What we did over our summer vacation

Hi caseworkers,

We missed y’all on our summer break! Hope your August was warm but not too warm, full but not too busy, and otherwise wonderful. In the grand tradition of “what I did over my summer vacation” essays, here are a few things we’ve been up to:

  • Did you see our AI summer camp?! My brilliant colleagues designed a choose-your-own adventure to help Congressional teams safely experiment with AI tools to better understand this wild world of emerging tech. Obviously there is a casework-specific track!

  • We launched the Departure Dialogues, a project to help departing federal employees share insights into statutory burdens/barriers to agency programs that will require Congressional action to fix — hoping this will be helpful for oversight, including casework!

  • I wrote about why the structure of Congressional offices makes it hard to move casework-related insights up the chain of command.

  • We’re hiring a program associate role at POPVOX Foundation! If you happen to know any rockstar former caseworkers who would be excited to help write this newsletter…

And, more importantly: we are THRILLED to see the amazing team at the House Digital Service (HDS) announce the release of their new casework taxonomy. This taxonomy is a coherent system for tagging and tracking casework data that will form the basis for the House’s new Case Compass nationwide casework dashboard. Seeing the full map of potential casework issues laid out is an enormous testimony to the complexity of casework and the expertise caseworkers need to move through this system fluently — and a great example of how the House and Senate can support casework by investing in custom-built tools. (And if this is super intimidating, don’t worry: HDS is also working on ways their system can automatically tag this data from case notes, so you don’t have to hand-tag it yourself).
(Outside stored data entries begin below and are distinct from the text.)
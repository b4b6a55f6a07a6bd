use assert_matches::assert_matches;
use chrono::{Duration, Utc};
use serde_json::json;
use uuid::Uuid;
use wiremock::matchers::{body_partial_json, method, path, query_param};
use wiremock::{Mock, MockServer, ResponseTemplate};

use reminder_cell::models::{ReminderError, ScheduleReminderRequest, SendReminderRequest};
use reminder_cell::ReminderSchedulerService;
use shared_models::records::{ReminderChannel, ReminderStatus};
use shared_utils::test_utils::{TestConfig, TestUser};

fn appointment_row(
    appointment_id: Uuid,
    patient_id: Uuid,
    doctor_id: Uuid,
    date: &str,
) -> serde_json::Value {
    json!({
        "id": appointment_id,
        "patient_id": patient_id,
        "doctor_id": doctor_id,
        "doctor_name": "Dr. Smith",
        "patient_name": "Jane Doe",
        "date": date,
        "time": "10:00 AM",
        "status": "confirmed",
        "reason": "Checkup",
        "specialty": "Cardiologist",
        "created_at": Utc::now().to_rfc3339(),
        "updated_at": Utc::now().to_rfc3339(),
    })
}

fn stored_reminder(
    appointment_id: Uuid,
    patient_id: Uuid,
    doctor_id: Uuid,
    status: &str,
    scheduled_at: chrono::DateTime<Utc>,
    date: &str,
) -> serde_json::Value {
    json!({
        "id": Uuid::new_v4(),
        "appointment_id": appointment_id,
        "patient_id": patient_id,
        "doctor_id": doctor_id,
        "channel": "email",
        "hours_before": 24,
        "status": status,
        "scheduled_at": scheduled_at.to_rfc3339(),
        "sent_at": null,
        "appointment_date": date,
        "appointment_time": "10:00 AM",
        "created_by": patient_id,
        "created_at": Utc::now().to_rfc3339(),
    })
}

#[tokio::test]
async fn schedules_a_reminder_at_appointment_minus_lead_hours() {
    let mock_server = MockServer::start().await;
    let appointment_id = Uuid::new_v4();
    let patient_id = Uuid::new_v4();
    let doctor_id = Uuid::new_v4();

    // A future appointment so the immediate-delivery branch stays cold.
    let date = (Utc::now() + Duration::days(30)).date_naive();
    let date_str = date.format("%Y-%m-%d").to_string();
    let expected_fire = date.and_hms_opt(10, 0, 0).unwrap().and_utc() - Duration::hours(24);

    Mock::given(method("GET"))
        .and(path("/rest/v1/appointments"))
        .and(query_param("id", format!("eq.{}", appointment_id)))
        .respond_with(ResponseTemplate::new(200).set_body_json(json!([
            appointment_row(appointment_id, patient_id, doctor_id, &date_str)
        ])))
        .mount(&mock_server)
        .await;

    Mock::given(method("POST"))
        .and(path("/rest/v1/reminders"))
        .and(body_partial_json(json!({
            "status": "scheduled",
            "hours_before": 24,
            "scheduled_at": expected_fire.to_rfc3339(),
        })))
        .respond_with(ResponseTemplate::new(201).set_body_json(json!([
            stored_reminder(appointment_id, patient_id, doctor_id, "scheduled", expected_fire, &date_str)
        ])))
        .expect(1)
        .mount(&mock_server)
        .await;

    let config = TestConfig::with_store_url(&mock_server.uri()).to_app_config();
    let service = ReminderSchedulerService::new(&config);
    let user = TestUser::admin("admin@example.com").to_auth_user();

    let (reminder, envelope) = service
        .schedule(
            ScheduleReminderRequest {
                appointment_id,
                channel: ReminderChannel::Email,
                hours_before: 24,
            },
            &user,
        )
        .await
        .unwrap();

    assert_eq!(reminder.status, ReminderStatus::Scheduled);
    assert_eq!(reminder.scheduled_at, expected_fire);
    assert_eq!(envelope.agent, "ReminderAgent");
    assert_eq!(envelope.status, "success");
}

#[tokio::test]
async fn past_due_schedule_delivers_and_latches_immediately() {
    let mock_server = MockServer::start().await;
    let appointment_id = Uuid::new_v4();
    let patient_id = Uuid::new_v4();
    let doctor_id = Uuid::new_v4();
    let fire = Utc::now() - Duration::hours(1);

    Mock::given(method("GET"))
        .and(path("/rest/v1/appointments"))
        .respond_with(ResponseTemplate::new(200).set_body_json(json!([
            appointment_row(appointment_id, patient_id, doctor_id, "2025-03-10")
        ])))
        .mount(&mock_server)
        .await;

    Mock::given(method("GET"))
        .and(path("/rest/v1/users"))
        .and(query_param("id", format!("eq.{}", patient_id)))
        .respond_with(ResponseTemplate::new(200).set_body_json(json!([
            { "id": patient_id, "email": "jane@example.com", "full_name": "Jane Doe" }
        ])))
        .mount(&mock_server)
        .await;

    Mock::given(method("POST"))
        .and(path("/rest/v1/reminders"))
        .respond_with(ResponseTemplate::new(201).set_body_json(json!([
            stored_reminder(appointment_id, patient_id, doctor_id, "scheduled", fire, "2025-03-10")
        ])))
        .mount(&mock_server)
        .await;

    Mock::given(method("PATCH"))
        .and(path("/rest/v1/reminders"))
        .and(query_param("status", "eq.scheduled"))
        .respond_with(ResponseTemplate::new(200).set_body_json(json!([
            stored_reminder(appointment_id, patient_id, doctor_id, "sent", fire, "2025-03-10")
        ])))
        .expect(1)
        .mount(&mock_server)
        .await;

    let config = TestConfig::with_store_url(&mock_server.uri()).to_app_config();
    let service = ReminderSchedulerService::new(&config);
    let user = TestUser::doctor("doc@example.com").to_auth_user();

    let (reminder, _) = service
        .schedule(
            ScheduleReminderRequest {
                appointment_id,
                channel: ReminderChannel::Email,
                hours_before: 24,
            },
            &user,
        )
        .await
        .unwrap();

    assert_eq!(reminder.status, ReminderStatus::Sent);
    assert!(reminder.sent_at.is_some());
}

#[tokio::test]
async fn immediate_send_records_a_sent_reminder() {
    let mock_server = MockServer::start().await;
    let appointment_id = Uuid::new_v4();
    let patient_id = Uuid::new_v4();
    let doctor_id = Uuid::new_v4();
    let now = Utc::now();

    Mock::given(method("GET"))
        .and(path("/rest/v1/appointments"))
        .respond_with(ResponseTemplate::new(200).set_body_json(json!([
            appointment_row(appointment_id, patient_id, doctor_id, "2025-03-10")
        ])))
        .mount(&mock_server)
        .await;

    Mock::given(method("GET"))
        .and(path("/rest/v1/users"))
        .respond_with(ResponseTemplate::new(200).set_body_json(json!([
            { "id": patient_id, "email": "jane@example.com", "full_name": "Jane Doe" }
        ])))
        .mount(&mock_server)
        .await;

    let mut sent_row = stored_reminder(appointment_id, patient_id, doctor_id, "sent", now, "2025-03-10");
    sent_row["sent_at"] = json!(now.to_rfc3339());

    Mock::given(method("POST"))
        .and(path("/rest/v1/reminders"))
        .and(body_partial_json(json!({ "status": "sent" })))
        .respond_with(ResponseTemplate::new(201).set_body_json(json!([sent_row])))
        .expect(1)
        .mount(&mock_server)
        .await;

    let config = TestConfig::with_store_url(&mock_server.uri()).to_app_config();
    let service = ReminderSchedulerService::new(&config);
    let user = TestUser::admin("admin@example.com").to_auth_user();

    let (reminder, envelope) = service
        .send_immediate(
            SendReminderRequest {
                appointment_id,
                channel: ReminderChannel::Email,
            },
            &user,
        )
        .await
        .unwrap();

    assert_eq!(reminder.status, ReminderStatus::Sent);
    assert!(reminder.sent_at.is_some());
    assert_eq!(envelope.agent, "ReminderAgent");
}

#[tokio::test]
async fn other_patients_cannot_schedule_reminders() {
    let mock_server = MockServer::start().await;
    let appointment_id = Uuid::new_v4();

    Mock::given(method("GET"))
        .and(path("/rest/v1/appointments"))
        .respond_with(ResponseTemplate::new(200).set_body_json(json!([
            appointment_row(appointment_id, Uuid::new_v4(), Uuid::new_v4(), "2025-03-10")
        ])))
        .mount(&mock_server)
        .await;

    let config = TestConfig::with_store_url(&mock_server.uri()).to_app_config();
    let service = ReminderSchedulerService::new(&config);
    let intruder = TestUser::patient("other@example.com").to_auth_user();

    let result = service
        .schedule(
            ScheduleReminderRequest {
                appointment_id,
                channel: ReminderChannel::Email,
                hours_before: 24,
            },
            &intruder,
        )
        .await;

    assert_matches!(result, Err(ReminderError::NotAuthorized));
}

#[tokio::test]
async fn missing_appointment_is_a_not_found() {
    let mock_server = MockServer::start().await;

    Mock::given(method("GET"))
        .and(path("/rest/v1/appointments"))
        .respond_with(ResponseTemplate::new(200).set_body_json(json!([])))
        .mount(&mock_server)
        .await;

    let config = TestConfig::with_store_url(&mock_server.uri()).to_app_config();
    let service = ReminderSchedulerService::new(&config);
    let user = TestUser::admin("admin@example.com").to_auth_user();

    let result = service
        .send_immediate(
            SendReminderRequest {
                appointment_id: Uuid::new_v4(),
                channel: ReminderChannel::Email,
            },
            &user,
        )
        .await;

    assert_matches!(result, Err(ReminderError::AppointmentNotFound));
}
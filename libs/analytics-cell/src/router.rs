use std::sync::Arc;

use axum::{middleware, routing::get, Router};

use shared_config::AppConfig;
use shared_utils::extractor::auth_middleware;

use crate::handlers;

pub fn analytics_routes(state: Arc<AppConfig>) -> Router {
    let protected_routes = Router::new()
        .route("/dashboard", get(handlers::get_dashboard))
        .route("/stats", get(handlers::get_stats))
        .layer(middleware::from_fn_with_state(state.clone(), auth_middleware));

    Router::new().merge(protected_routes).with_state(state)
}
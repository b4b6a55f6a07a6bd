pub mod handlers;
pub mod models;
pub mod router;
pub mod services;

pub use models::{ReminderError, ScheduleReminderRequest, SendReminderRequest};
pub use router::reminder_routes;
pub use services::dispatch::ReminderDispatchService;
pub use services::scheduler::ReminderSchedulerService;
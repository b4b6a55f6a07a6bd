use std::fmt;

use chrono::NaiveDate;
use serde::{Deserialize, Serialize};
use thiserror::Error;
use uuid::Uuid;

use shared_models::time::SlotTime;

// ==============================================================================
// REQUEST/RESPONSE MODELS
// ==============================================================================

#[derive(Debug, Clone, Deserialize)]
pub struct BookAppointmentRequest {
    pub patient_id: Uuid,
    pub doctor_id: Uuid,
    pub doctor_name: String,
    pub patient_name: String,
    pub date: NaiveDate,
    pub time: SlotTime,
    pub reason: Option<String>,
    pub specialty: Option<String>,
}

#[derive(Debug, Clone, Deserialize)]
pub struct RescheduleAppointmentRequest {
    pub new_date: NaiveDate,
    pub new_time: SlotTime,
    pub reason: Option<String>,
}

#[derive(Debug, Clone, Default, Deserialize)]
pub struct CancelAppointmentRequest {
    pub reason: Option<String>,
}

#[derive(Debug, Clone, Default, Deserialize)]
pub struct SlotQuery {
    pub date: Option<NaiveDate>,
    pub doctor_id: Option<Uuid>,
    pub specialty: Option<String>,
}

/// A derived, never-persisted slot record.
#[derive(Debug, Clone, Serialize, Deserialize)]
pub struct AvailableSlot {
    pub date: NaiveDate,
    pub time: SlotTime,
    pub doctor_id: Uuid,
    pub doctor_name: String,
    pub specialty: Option<String>,
    pub is_available: bool,
}

// ==============================================================================
// AUTOMATIC BOOKING MODELS
// ==============================================================================

fn default_true() -> bool {
    true
}

#[derive(Debug, Clone, Deserialize)]
pub struct AutoBookRequest {
    pub patient_id: Uuid,
    pub patient_name: String,
    pub preferred_date: Option<NaiveDate>,
    pub preferred_time: Option<SlotTime>,
    pub reason: Option<String>,
    pub preferred_specialty: Option<String>,
    #[serde(default = "default_true")]
    pub auto_schedule_reminders: bool,
    #[serde(default = "default_true")]
    pub auto_send_questionnaire: bool,
}

#[derive(Debug, Clone, Copy, PartialEq, Eq, Deserialize)]
#[serde(rename_all = "lowercase")]
pub enum TriggerOperation {
    Reminder,
    Questionnaire,
}

impl fmt::Display for TriggerOperation {
    fn fmt(&self, f: &mut fmt::Formatter<'_>) -> fmt::Result {
        match self {
            TriggerOperation::Reminder => write!(f, "reminder"),
            TriggerOperation::Questionnaire => write!(f, "questionnaire"),
        }
    }
}

fn default_operations() -> Vec<TriggerOperation> {
    vec![TriggerOperation::Reminder, TriggerOperation::Questionnaire]
}

#[derive(Debug, Clone, Deserialize)]
pub struct TriggerAgentsRequest {
    #[serde(default = "default_operations")]
    pub operations: Vec<TriggerOperation>,
}

// ==============================================================================
// ERRORS
// ==============================================================================

#[derive(Error, Debug)]
pub enum AppointmentError {
    #[error("Appointment not found")]
    NotFound,

    #[error("Not authorized for this appointment")]
    NotAuthorized,

    #[error("Database error: {0}")]
    Database(String),
}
We have more on why this is so important here.

HDS is looking for feedback from casework teams on what’s missing here or ways the taxonomy could be further refined — drop comments on LinkedIn, or reply to this email and we’ll get you connected.

If you have questions about our work or suggestions for how we can be helpful, please feel free to reply to this email, or reach out to me at anne@popvox.org.

Anne Meeker
Deputy Director
POPVOX Foundation



Casework News

  • Huge congratulations to the winners of the Congressional Management Foundation’s Democracy Awards for Constituent Services — now including winners for DC-based constituent services too!

  • Even the Speaker of the House’s casework team handles passports.

  • CRS released updates to the Congressional District Geography workbook!

  • Coverage of the team from Rep. Swalwell’s [D, CA] office’s work on behalf of a constituent allegedly wrongfully deported.

  • Congratulations to Rep. Peters’ [D, CA] team on reaching $23 million in recovered benefits!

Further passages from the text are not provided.